Alberta is holding a public inquiry into whether some patients were given preferential access to the province’s health-care system.

Premier Alison Redford ordered the queue-jumping inquiry after a report by the Alberta Health Quality Council on problems with the province's $16-billion health-care system. Retired Judge John Vertes is heading the inquiry, which is on hold until Feb. 19. A report must be submitted to Speaker Gene Zwozdesky no later than April 30.

CBC News has rounded up some of the most interesting testimony raised so far.

1. Private clinic patients allegedly bumped up cancer screen queue

Clerks at a colon cancer screening centre in Calgary testified they were directed by doctors, nurses and supervisors to bump patients up in line in 2010 and 2011. While ordinary patients had to wait up to three years for screening at the Forzani and MacPhail Centre, the favoured patients were referred, examined and treated within months, according to testimony. The head of the screening centre blamed his frontline staff for allowing any patients to be pushed up, arguing that booking clerks shouldn't have been doing it.

Many of those patients came from the exclusive Helios Wellness Centre, a private centre in the same building offering care to a select clientele. Two Calgary doctors told the inquiry they had heard rumours Helios was allowed to open as a reward for donors to the university. In response, the University of Calgary issued a written statement saying it doesn’t operate the clinic or Helios and won’t comment on "speculation or rumour."

2. Off-duty nurses vaccinated family during H1N1 scare

Testimony suggests that nurses felt comfortable vaccinating people against H1N1 flu when they were off duty.

Christine Westerlund, an AHS regional manager, was in charge of one of the mass vaccination clinics in Edmonton in 2009. She told the inquiry she knew nurses were vaccinating family members during their breaks at the clinics. She says at the time, there was no policy against the process.
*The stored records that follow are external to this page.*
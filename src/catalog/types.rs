//! Data types, column tags and column definitions.

use std::fmt;

use serde::{Deserialize, Serialize};

use super::value::Value;

/// Column data types.
///
/// Integer and floating point types carry a physical width. Changing a column
/// between widths changes how rows are encoded, never their logical values.
#[derive(Debug, Clone, Copy, PartialEq, Eq, Hash, Serialize, Deserialize)]
#[serde(rename_all = "lowercase")]
pub enum DataType {
    Boolean,
    /// 8-bit integer.
    TinyInt,
    /// 16-bit integer.
    SmallInt,
    /// 32-bit integer.
    Int,
    /// 64-bit integer.
    BigInt,
    /// 32-bit floating point.
    Float,
    /// 64-bit floating point.
    Double,
    /// Unbounded text.
    Text,
    /// Text of at most `n` characters.
    Varchar(u32),
    Timestamp,
    /// JSON objects, arrays or scalars.
    Json,
    /// UUIDs (stored as text).
    Uuid,
}

/// Key encoding shared by a group of types. Widening within a family keeps
/// every key byte the same.
#[derive(Debug, Clone, Copy, PartialEq, Eq, Hash)]
pub enum KeyFamily {
    Bool,
    Int,
    Float,
    Text,
    Timestamp,
    Json,
}

impl DataType {
    pub fn is_integer(&self) -> bool {
        matches!(self, DataType::TinyInt | DataType::SmallInt | DataType::Int | DataType::BigInt)
    }

    pub fn is_float(&self) -> bool {
        matches!(self, DataType::Float | DataType::Double)
    }

    pub fn is_textual(&self) -> bool {
        matches!(self, DataType::Text | DataType::Varchar(_))
    }

    /// How values of this type are laid out in a row index key.
    pub fn key_family(&self) -> KeyFamily {
        match self {
            DataType::Boolean => KeyFamily::Bool,
            t if t.is_integer() => KeyFamily::Int,
            t if t.is_float() => KeyFamily::Float,
            DataType::Timestamp => KeyFamily::Timestamp,
            DataType::Json => KeyFamily::Json,
            _ => KeyFamily::Text,
        }
    }

    /// inclusive value range of an integer type
    pub fn int_range(&self) -> Option<(i64, i64)> {
        match self {
            DataType::TinyInt => Some((i8::MIN as i64, i8::MAX as i64)),
            DataType::SmallInt => Some((i16::MIN as i64, i16::MAX as i64)),
            DataType::Int => Some((i32::MIN as i64, i32::MAX as i64)),
            DataType::BigInt => Some((i64::MIN, i64::MAX)),
            _ => None,
        }
    }

    /// Check whether `value` can be stored in a column of this type as is.
    pub fn accepts(&self, value: &Value) -> bool {
        self.conform(value.clone()).is_ok()
    }

    /// Validate `value` for this type and normalize it to the precision the
    /// column stores (32-bit floats, microsecond timestamps).
    pub fn conform(&self, value: Value) -> Result<Value, String> {
        let mismatch = |v: &Value| format!("expected {}, got {} {}", self, v.kind(), v);
        match (self, value) {
            (_, Value::Null) => Ok(Value::Null),
            (DataType::Boolean, v @ Value::Bool(_)) => Ok(v),
            (t, Value::Int(i)) if t.is_integer() => match t.int_range() {
                Some((lo, hi)) if i < lo || i > hi => Err(format!("{} out of range for {}", i, t)),
                _ => Ok(Value::Int(i)),
            },
            (DataType::Float, Value::Int(i)) => Ok(Value::Float(i as f32 as f64)),
            (DataType::Float, Value::Float(f)) => Ok(Value::Float(f as f32 as f64)),
            (DataType::Double, Value::Int(i)) => Ok(Value::Float(i as f64)),
            (DataType::Double, v @ Value::Float(_)) => Ok(v),
            (DataType::Text, v @ Value::Text(_)) => Ok(v),
            (DataType::Varchar(n), Value::Text(s)) => {
                if s.chars().count() > *n as usize {
                    Err(format!("'{}' exceeds {}", s, self))
                } else {
                    Ok(Value::Text(s))
                }
            }
            (DataType::Uuid, Value::Text(s)) => {
                if is_uuid(&s) {
                    Ok(Value::Text(s.to_ascii_lowercase()))
                } else {
                    Err(format!("'{}' is not a uuid", s))
                }
            }
            (DataType::Timestamp, Value::Timestamp(ts)) => {
                chrono::DateTime::from_timestamp_micros(ts.timestamp_micros())
                    .map(Value::Timestamp)
                    .ok_or_else(|| format!("timestamp {} out of range", ts))
            }
            (DataType::Json, v @ Value::Json(_)) => Ok(v),
            (_, v) => Err(mismatch(&v)),
        }
    }

    /// Get the SQL name for this type.
    pub fn sql_name(&self) -> String {
        match self {
            DataType::Boolean => "BOOLEAN".to_string(),
            DataType::TinyInt => "TINYINT".to_string(),
            DataType::SmallInt => "SMALLINT".to_string(),
            DataType::Int => "INT".to_string(),
            DataType::BigInt => "BIGINT".to_string(),
            DataType::Float => "FLOAT".to_string(),
            DataType::Double => "DOUBLE".to_string(),
            DataType::Text => "TEXT".to_string(),
            DataType::Varchar(n) => format!("VARCHAR({})", n),
            DataType::Timestamp => "TIMESTAMP".to_string(),
            DataType::Json => "JSON".to_string(),
            DataType::Uuid => "UUID".to_string(),
        }
    }
}

fn is_uuid(s: &str) -> bool {
    s.len() == 36
        && s.char_indices().all(|(i, c)| match i {
            8 | 13 | 18 | 23 => c == '-',
            _ => c.is_ascii_hexdigit(),
        })
}

impl fmt::Display for DataType {
    fn fmt(&self, f: &mut fmt::Formatter<'_>) -> fmt::Result {
        write!(f, "{}", self.sql_name())
    }
}

/// Stable identity of a column.
///
/// Assigned once when the column is created and kept across renames and type
/// changes. Tags are random 64-bit values, so columns added independently on
/// two branches never share one.
#[derive(Debug, Clone, Copy, PartialEq, Eq, Hash, PartialOrd, Ord, Serialize, Deserialize)]
#[serde(transparent)]
pub struct Tag(u64);

impl Tag {
    pub fn new(raw: u64) -> Self {
        Self(raw)
    }

    /// a fresh random tag
    pub fn generate() -> Self {
        Self(ulid::Ulid::new().random() as u64)
    }

    pub fn get(&self) -> u64 {
        self.0
    }
}

impl fmt::Display for Tag {
    fn fmt(&self, f: &mut fmt::Formatter<'_>) -> fmt::Result {
        write!(f, "{}", self.0)
    }
}

/// Role of a column in the row index key.
#[derive(Debug, Clone, Copy, PartialEq, Eq, Hash, Serialize, Deserialize)]
#[serde(rename_all = "snake_case")]
pub enum KeyRole {
    /// part of the primary key, at the given position
    Primary(u16),
    /// ordinary value column
    Value,
}

/// Full column definition.
#[derive(Debug, Clone, PartialEq, Serialize, Deserialize)]
pub struct Column {
    pub tag: Tag,
    pub name: String,
    pub data_type: DataType,
    pub nullable: bool,
    pub key: KeyRole,
    /// Value used for rows that don't set this column.
    #[serde(default, skip_serializing_if = "Option::is_none")]
    pub default: Option<Value>,
    #[serde(default, skip_serializing_if = "Option::is_none")]
    pub description: Option<String>,
}

impl Column {
    /// Create a nullable value column with a fresh tag.
    pub fn new(name: impl Into<String>, data_type: DataType) -> Self {
        Self::with_tag(Tag::generate(), name, data_type)
    }

    /// Create a nullable value column with a given tag.
    pub fn with_tag(tag: Tag, name: impl Into<String>, data_type: DataType) -> Self {
        Self {
            tag,
            name: name.into(),
            data_type,
            nullable: true,
            key: KeyRole::Value,
            default: None,
            description: None,
        }
    }

    pub fn not_null(mut self) -> Self {
        self.nullable = false;
        self
    }

    pub fn with_default(mut self, value: impl Into<Value>) -> Self {
        self.default = Some(value.into());
        self
    }

    pub fn with_description(mut self, desc: impl Into<String>) -> Self {
        self.description = Some(desc.into());
        self
    }

    pub fn is_primary_key(&self) -> bool {
        matches!(self.key, KeyRole::Primary(_))
    }

    /// Validate and normalize a value for this column. `None` means the row
    /// didn't set the column, so the default applies.
    pub fn validate(&self, value: Option<Value>) -> Result<Value, String> {
        let value = match value {
            Some(Value::Null) | None => self.default.clone().unwrap_or(Value::Null),
            Some(v) => v,
        };
        if value.is_null() {
            if !self.nullable || self.is_primary_key() {
                return Err(format!("column '{}' cannot be null", self.name));
            }
            return Ok(Value::Null);
        }
        self.data_type
            .conform(value)
            .map_err(|e| format!("column '{}': {}", self.name, e))
    }
}

impl fmt::Display for Column {
    fn fmt(&self, f: &mut fmt::Formatter<'_>) -> fmt::Result {
        write!(f, "{} {}", self.name, self.data_type)?;
        if !self.nullable {
            write!(f, " NOT NULL")?;
        }
        if let KeyRole::Primary(_) = self.key {
            write!(f, " PRIMARY KEY")?;
        }
        if let Some(default) = &self.default {
            write!(f, " DEFAULT {}", default)?;
        }
        Ok(())
    }
}
#[cfg(test)]
mod tests {
    use super::*;

    fn key(i: u32) -> Vec<u8> {
        i.to_be_bytes().to_vec()
    }

    fn build(store: &Store, range: std::ops::Range<u32>) -> RowIndex {
        RowIndex::from_entries(store, range.map(|i| (key(i), format!("v{}", i).into_bytes()))).unwrap()
    }

    fn all(index: &RowIndex) -> Vec<(Vec<u8>, Vec<u8>)> {
        index.iter().collect::<StorageResult<Vec<_>>>().unwrap()
    }

    #[test]
    fn test_empty_index() {
        let store = Store::in_memory();
        let index = RowIndex::empty(&store).unwrap();
        assert_eq!(index.count().unwrap(), 0);
        assert!(all(&index).is_empty());
        assert_eq!(index.get(b"x").unwrap(), None);
        assert_eq!(index, RowIndex::from_entries(&store, Vec::new()).unwrap());
    }

    #[test]
    fn test_large_index_lookup_and_order() {
        let store = Store::in_memory();
        let index = build(&store, 0..5_000);
        assert_eq!(index.count().unwrap(), 5_000);
        assert!(index.leaf_refs().unwrap().len() > 10);
        assert_eq!(index.get(&key(4_321)).unwrap(), Some(b"v4321".to_vec()));
        assert_eq!(index.get(&key(9_999)).unwrap(), None);

        let entries = all(&index);
        assert_eq!(entries.len(), 5_000);
        assert!(entries.windows(2).all(|w| w[0].0 < w[1].0));
    }

    #[test]
    fn test_same_contents_same_root() {
        let store = Store::in_memory();
        let direct = build(&store, 0..2_000);

        // reach the same contents through a different edit history
        let mut edit = build(&store, 500..2_500).edit();
        for i in 0..500 {
            edit.put(key(i), format!("v{}", i).into_bytes());
        }
        for i in 2_000..2_500 {
            edit.delete(key(i));
        }
        edit.put(key(7), b"changed".to_vec());
        let via_edits = edit.write().unwrap();
        assert_ne!(via_edits, direct);

        let mut undo = via_edits.edit();
        undo.put(key(7), b"v7".to_vec());
        assert_eq!(undo.write().unwrap(), direct);
    }

    #[test]
    fn test_edit_reuses_untouched_leaves() {
        let store = Store::in_memory();
        let index = build(&store, 0..10_000);
        let before: Vec<ObjectId> = index.leaf_refs().unwrap().iter().map(|l| l.id).collect();

        let mut edit = index.edit();
        edit.put(key(5_000), b"new".to_vec());
        let updated = edit.write().unwrap();
        let after: Vec<ObjectId> = updated.leaf_refs().unwrap().iter().map(|l| l.id).collect();

        let changed = after.iter().filter(|id| !before.contains(id)).count();
        assert!(changed <= 2, "{} leaves rewritten", changed);
        assert_eq!(updated.get(&key(5_000)).unwrap(), Some(b"new".to_vec()));
        assert_eq!(updated.count().unwrap(), 10_000);
    }

    #[test]
    fn test_delete_everything() {
        let store = Store::in_memory();
        let index = build(&store, 0..300);
        let mut edit = index.edit();
        for i in 0..300 {
            edit.delete(key(i));
        }
        let emptied = edit.write().unwrap();
        assert_eq!(emptied, RowIndex::empty(&store).unwrap());
    }

    #[test]
    fn test_mutator_reads_through_edits() {
        let store = Store::in_memory();
        let index = build(&store, 0..10);
        let mut edit = index.edit();
        edit.delete(key(3));
        edit.put(key(42), b"x".to_vec());
        assert_eq!(edit.get(&key(3)).unwrap(), None);
        assert_eq!(edit.get(&key(42)).unwrap(), Some(b"x".to_vec()));
        assert_eq!(edit.get(&key(4)).unwrap(), Some(b"v4".to_vec()));
        assert_eq!(edit.len(), 2);
    }

    #[test]
    fn test_missing_node_is_reported() {
        let store = Store::in_memory();
        let bogus = ObjectId::hash_bytes(b"never stored").unwrap();
        let index = RowIndex::load(&store, bogus);
        assert!(index.count().is_err());
        let first = index.iter().next().unwrap();
        assert!(matches!(first, Err(StorageError::ObjectNotFound(_))));
    }
}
Nurse Susan Smith testified the day after a shortage of the vaccine forced the closure of the mass vaccine clinics across the province, she went to a closed clinic in Edmonton, letting in and vaccinating about 15 people. She said she was concerned about wasting the vaccine, which she called a precious resource with a short, 24-hour shelf life. Smith said she felt she had the authorization to do it.

3. Deputy premier drove daughter of foreign worker to hospital

Alberta's deputy premier testified about driving a hurt child to an emergency room hospital.

Thomas Lukaszuk said a woman, who was a temporary foreign worker with an expired work permit, had brought her injured daughter into Lukaszuk's Edmonton constituency office in 2009. She was concerned she would be forcefully deported if she took her daughter to the hospital.

Lukaszuk called his then Tory caucus colleague Raj Sherman, an emergency room physician who is now the leader of the Alberta Liberal Party.

Lukaszuk says Sherman offered to help, so he personally drove the girl to the emergency room at Edmonton's Royal Alexandra Hospital. Sherman met them there and took the girl into the ER. Lukaszuk said he was not trying to obtain faster access to the ER for the girl, and testified he had nothing to gain because she was not related and her family members were not eligible to vote.

4 . Flames officials allegedly offered cash and tickets for flu shots

The public health nurse who suggested a private H1N1 vaccination clinic for the Calgary Flames players and their families testified that team officials offered her cash and game tickets for the shots, but she refused.

Public health nurse Michelle Bosch said she didn't want the players to show up at one of the city's four public clinics in 2009, for fear the NHL players would be a distraction and a side-show.

Bosch testified someone at Alberta Health Services approved the plan and provided 200 doses of the H1N1 vaccine — four times the amount originally requested. She said she was surprised to hear the next day that public clinics were being shutdown because of a shortage of the vaccine and was shocked by the public reaction and ensuing media coverage.

5. Some Alberta patients considered VIPs

A Calgary health executive testified she used to receive calls to check up on VIP patients and was once asked to help out a member of former premier Ralph Klein's inner circle.

Janice Stewart, the executive director of surgery at Calgary’s Rockyview General Hospital, told Alberta's queue-jumping inquiry she refused to help out each time either because it wasn't medically safe or because it wasn't ethical.

A former CEO with the Capital Health Region, Sheila Weatherill, also testified she called senior hospital officials to alert them of certain patients who would be coming to their facilities.

MLAs would often call her directly seeking help in navigating the health-care system, she said. In most cases, Weatherill said they wanted help for constituents, but occasionally it would be for themselves. She also said she would get calls about certain patients heading to a specific hospital. She said she would call senior hospital officials to alert them, but only to let them know of a patient's special privacy or security needs.

When challenged by the inquiry's lawyer if she was seeking special medical care for those patients, Weatherill said, "No," explaining she just wanted officials to be aware those patients would be there.